Belle, who is believed to be in her early twenties in Beauty and the Beast (which, in those days was practically middle aged. The plague will get her soon enough) shows no signs of wanting to move out of her father’s home anytime soon. Which is probably why Maurice seems so frazzled when we first meet him.
The poor sod is looking down the long, sad barrel of supporting of his over educated, egomaniac daughter for the rest of his natural life.
The same daughter who labels their neighbours “little people” and turns down a perfectly good marriage proposal from a man who, yes, was indeed a misogynist sociopath, but at least he appeared to have an array of skills that would have allowed him to make a valuable contribution to their town.
And he was well liked and respected by everyone in the village, while Belle’s only friend’s where those docile sheep that hung out by the town fountain and gnawed the pages of her borrowed book. They say you are the some of the five people who spend time with, so maybe this is the point Belle should have looked into a non-enchanted mirror.
Our Belle sure was quick to gripe about her comfy living situation in the picturesque French hamlet, yet she seemed to be making no plausible effort to stand on her own two feet and change her own life.
No wonder poor Maurice said he would rather stay locked up in the Beast’s dank dungeon...
The town beauty also dreams about getting out into the big wide world and exploring it, which is great, until she realizes she has no actual life skills to survive in a world she has only touched on in books.
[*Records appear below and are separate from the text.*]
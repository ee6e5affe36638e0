//! # Pool de Workers
//! src/server/pool.rs
//!
//! Número fijo de threads de larga duración. Cada worker repite:
//!
//! ```text
//! loop {
//!     conn = queue.remove()      // bloquea
//!     handler(conn)              // request/response completo
//!     // conn se cierra al salir de scope
//! }
//! ```
//!
//! Un panic dentro del handler se captura con `catch_unwind`: se pierde esa
//! conexión pero el worker sigue atendiendo la cola.

use crate::server::queue::BoundedQueue;
use std::io;
use std::panic::{self, AssertUnwindSafe};
use std::sync::Arc;
use std::thread::{self, JoinHandle};
use tracing::{debug, error, info};

/// Función que atiende un item de la cola
pub type ConnectionHandler<T> = Arc<dyn Fn(T, usize) + Send + Sync + 'static>;

/// Pool fijo de workers alimentado por una `BoundedQueue`
pub struct WorkerPool<T: Send + 'static> {
    workers: Vec<Worker>,
    queue: Arc<BoundedQueue<T>>,
}

struct Worker {
    id: usize,
    thread: Option<JoinHandle<()>>,
}

impl<T: Send + 'static> WorkerPool<T> {
    /// Lanza `size` workers que consumen `queue` con `handler`.
    ///
    /// El handler recibe el item y el id del worker que lo atiende.
    pub fn spawn(
        size: usize,
        queue: Arc<BoundedQueue<T>>,
        handler: ConnectionHandler<T>,
    ) -> io::Result<Self> {
        assert!(size > 0, "worker pool size must be >= 1");

        let mut workers = Vec::with_capacity(size);

        for id in 0..size {
            let queue = Arc::clone(&queue);
            let handler = Arc::clone(&handler);

            let thread = thread::Builder::new()
                .name(format!("worker-{}", id))
                .spawn(move || worker_loop(id, queue, handler))?;

            workers.push(Worker { id, thread: Some(thread) });
        }

        info!(workers = size, capacity = queue.capacity(), "pool de workers iniciado");

        Ok(Self { workers, queue })
    }

    pub fn size(&self) -> usize {
        self.workers.len()
    }

    /// Cierra la cola, deja que los workers terminen lo pendiente y los
    /// espera
    pub fn shutdown(mut self) {
        self.stop();
    }

    fn stop(&mut self) {
        self.queue.close();

        for worker in &mut self.workers {
            if let Some(thread) = worker.thread.take() {
                if thread.join().is_err() {
                    error!(worker = worker.id, "worker terminó con panic");
                }
            }
        }
    }
}

impl<T: Send + 'static> Drop for WorkerPool<T> {
    fn drop(&mut self) {
        self.stop();
    }
}

fn worker_loop<T>(id: usize, queue: Arc<BoundedQueue<T>>, handler: ConnectionHandler<T>) {
    debug!(worker = id, "worker iniciado");

    while let Some(item) = queue.remove() {
        let result = panic::catch_unwind(AssertUnwindSafe(|| handler(item, id)));

        if let Err(payload) = result {
            let reason = payload
                .downcast_ref::<&str>()
                .map(|s| s.to_string())
                .or_else(|| payload.downcast_ref::<String>().cloned())
                .unwrap_or_else(|| "unknown panic".to_string());
            error!(worker = id, reason = %reason, "panic atendiendo conexión, se descarta");
        }
    }

    debug!(worker = id, "cola cerrada, worker terminado");
}

#[cfg(test)]
mod tests {
    use super::*;
    use std::collections::HashSet;
    use std::sync::mpsc;
    use std::sync::Mutex;
    use std::time::Duration;

    #[test]
    fn test_pool_processes_all_items() {
        let queue = Arc::new(BoundedQueue::new(16));
        let seen = Arc::new(Mutex::new(Vec::new()));

        let pool = {
            let seen = Arc::clone(&seen);
            WorkerPool::spawn(
                4,
                Arc::clone(&queue),
                Arc::new(move |item: u32, _worker: usize| seen.lock().unwrap().push(item)),
            )
            .unwrap()
        };
        assert_eq!(pool.size(), 4);

        for i in 0..100 {
            queue.insert(i).unwrap();
        }
        pool.shutdown();

        let mut seen = seen.lock().unwrap().clone();
        seen.sort();
        assert_eq!(seen, (0..100).collect::<Vec<_>>());
    }

    #[test]
    fn test_panic_does_not_kill_worker() {
        let queue = Arc::new(BoundedQueue::new(4));
        let (tx, rx) = mpsc::channel();
        let tx = Mutex::new(tx);

        let pool = WorkerPool::spawn(
            1,
            Arc::clone(&queue),
            Arc::new(move |item: u32, _worker: usize| {
                if item == 0 {
                    panic!("request roto");
                }
                tx.lock().unwrap().send(item).unwrap();
            }),
        )
        .unwrap();

        queue.insert(0).unwrap();
        queue.insert(1).unwrap();
        queue.insert(2).unwrap();

        // Un único worker: si el panic lo hubiera matado no llegaría nada
        assert_eq!(rx.recv_timeout(Duration::from_secs(5)).unwrap(), 1);
        assert_eq!(rx.recv_timeout(Duration::from_secs(5)).unwrap(), 2);

        pool.shutdown();
    }

    #[test]
    fn test_work_is_distributed() {
        let queue = Arc::new(BoundedQueue::new(8));
        let workers_seen = Arc::new(Mutex::new(HashSet::new()));

        let pool = {
            let workers_seen = Arc::clone(&workers_seen);
            WorkerPool::spawn(
                3,
                Arc::clone(&queue),
                Arc::new(move |_item: u32, worker: usize| {
                    workers_seen.lock().unwrap().insert(worker);
                    thread::sleep(Duration::from_millis(20));
                }),
            )
            .unwrap()
        };

        for i in 0..12 {
            queue.insert(i).unwrap();
        }
        pool.shutdown();

        assert!(workers_seen.lock().unwrap().len() > 1);
    }

    #[test]
    fn test_worker_threads_are_named() {
        let queue = Arc::new(BoundedQueue::new(2));
        let (tx, rx) = mpsc::channel();
        let tx = Mutex::new(tx);

        let pool = WorkerPool::spawn(
            1,
            Arc::clone(&queue),
            Arc::new(move |_item: (), _worker: usize| {
                let name = thread::current().name().map(str::to_string);
                tx.lock().unwrap().send(name).unwrap();
            }),
        )
        .unwrap();

        queue.insert(()).unwrap();
        assert_eq!(
            rx.recv_timeout(Duration::from_secs(5)).unwrap().as_deref(),
            Some("worker-0")
        );
        pool.shutdown();
    }
}
//! # Cola Acotada de Conexiones
//! src/server/queue.rs
//!
//! Buffer circular de capacidad fija entre el accept loop (productor) y
//! los workers (consumidores). Es el único punto de entrega entre ambos:
//!
//! - `insert` bloquea mientras la cola está llena (backpressure).
//! - `remove` bloquea mientras está vacía y despierta a un productor.
//! - Orden FIFO estricto, sin prioridades.
//!
//! `head` y `tail` crecen monótonamente; el slot es `índice % capacidad`.

use std::sync::{Condvar, Mutex, MutexGuard, PoisonError};

struct Ring<T> {
    slots: Vec<Option<T>>,

    /// Próximo slot a consumir
    head: u64,

    /// Próximo slot a producir
    tail: u64,

    closed: bool,
}

impl<T> Ring<T> {
    fn len(&self) -> usize {
        (self.tail - self.head) as usize
    }
}

/// Cola FIFO acotada y bloqueante
pub struct BoundedQueue<T> {
    ring: Mutex<Ring<T>>,

    /// Se señaliza cuando se libera un slot
    not_full: Condvar,

    /// Se señaliza cuando hay un item nuevo
    not_empty: Condvar,

    capacity: usize,
}

impl<T> BoundedQueue<T> {
    /// Crea una cola con `capacity` slots
    ///
    /// # Panics
    ///
    /// Si `capacity` es 0.
    pub fn new(capacity: usize) -> Self {
        assert!(capacity > 0, "queue capacity must be >= 1");

        Self {
            ring: Mutex::new(Ring {
                slots: (0..capacity).map(|_| None).collect(),
                head: 0,
                tail: 0,
                closed: false,
            }),
            not_full: Condvar::new(),
            not_empty: Condvar::new(),
            capacity,
        }
    }

    fn lock(&self) -> MutexGuard<'_, Ring<T>> {
        self.ring.lock().unwrap_or_else(PoisonError::into_inner)
    }

    /// Publica `item`, bloqueando hasta que haya un slot libre.
    ///
    /// Retorna `Err(item)` si la cola está cerrada.
    pub fn insert(&self, item: T) -> Result<(), T> {
        let mut ring = self.lock();

        while ring.len() == self.capacity && !ring.closed {
            ring = self.not_full.wait(ring).unwrap_or_else(PoisonError::into_inner);
        }

        if ring.closed {
            return Err(item);
        }

        self.push(&mut ring, item);
        drop(ring);
        self.not_empty.notify_one();
        Ok(())
    }

    /// Como `insert` pero sin bloquear: `Err(item)` si está llena o cerrada
    pub fn try_insert(&self, item: T) -> Result<(), T> {
        let mut ring = self.lock();

        if ring.closed || ring.len() == self.capacity {
            return Err(item);
        }

        self.push(&mut ring, item);
        drop(ring);
        self.not_empty.notify_one();
        Ok(())
    }

    /// Saca el item más antiguo, bloqueando mientras la cola esté vacía.
    ///
    /// Retorna `None` solo cuando la cola está cerrada y ya no quedan items.
    pub fn remove(&self) -> Option<T> {
        let mut ring = self.lock();

        while ring.len() == 0 {
            if ring.closed {
                return None;
            }
            ring = self.not_empty.wait(ring).unwrap_or_else(PoisonError::into_inner);
        }

        let slot = (ring.head % self.capacity as u64) as usize;
        let item = ring.slots[slot].take();
        ring.head += 1;
        drop(ring);

        self.not_full.notify_one();
        item
    }

    fn push(&self, ring: &mut Ring<T>, item: T) {
        let slot = (ring.tail % self.capacity as u64) as usize;
        ring.slots[slot] = Some(item);
        ring.tail += 1;
    }

    /// Cierra la cola: `insert` falla y `remove` vacía lo pendiente y luego
    /// retorna `None`. Despierta a todos los threads bloqueados.
    pub fn close(&self) {
        self.lock().closed = true;
        self.not_full.notify_all();
        self.not_empty.notify_all();
    }

    /// Items publicados que ningún worker ha tomado aún
    pub fn len(&self) -> usize {
        self.lock().len()
    }

    pub fn is_empty(&self) -> bool {
        self.len() == 0
    }

    pub fn is_full(&self) -> bool {
        self.len() == self.capacity
    }

    pub fn capacity(&self) -> usize {
        self.capacity
    }
}
//! # Servidor
//! src/server/mod.rs
//!
//! Piezas concurrentes del servidor: cola acotada, pool de workers, el
//! ciclo request/response por conexión y el accept loop TCP.

pub mod connection;
pub mod context;
pub mod pool;
pub mod queue;
pub mod tcp;

pub use connection::{handle_connection, Connection};
pub use context::ServerContext;
pub use pool::{ConnectionHandler, WorkerPool};
pub use queue::BoundedQueue;
pub use tcp::Server;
First, she trespasses in the Beast's home, touches belongings she was specifically asked not to touch and then runs away from her problems only to find herself cornered in the woods by a pack of wolves. A situation which she would have been able to get herself out of had she spent less time using fairy tales to paint an abstract view of the world and more time with skilled town workers who could have shared their skills and knowledge with her.
This may seem like a harsh critique of a Disney damsel who was just trying to free her beasty boyfriend from a curse, but since Belle has always been seen as a trailblazer in other ways, it's worth noting that she was probably born a few generations too early.
But, hey, she ended up living in a lavish castle with a dozen servants at her beck and call.
And so, my fellow millennials, maybe there's hope for us all yet.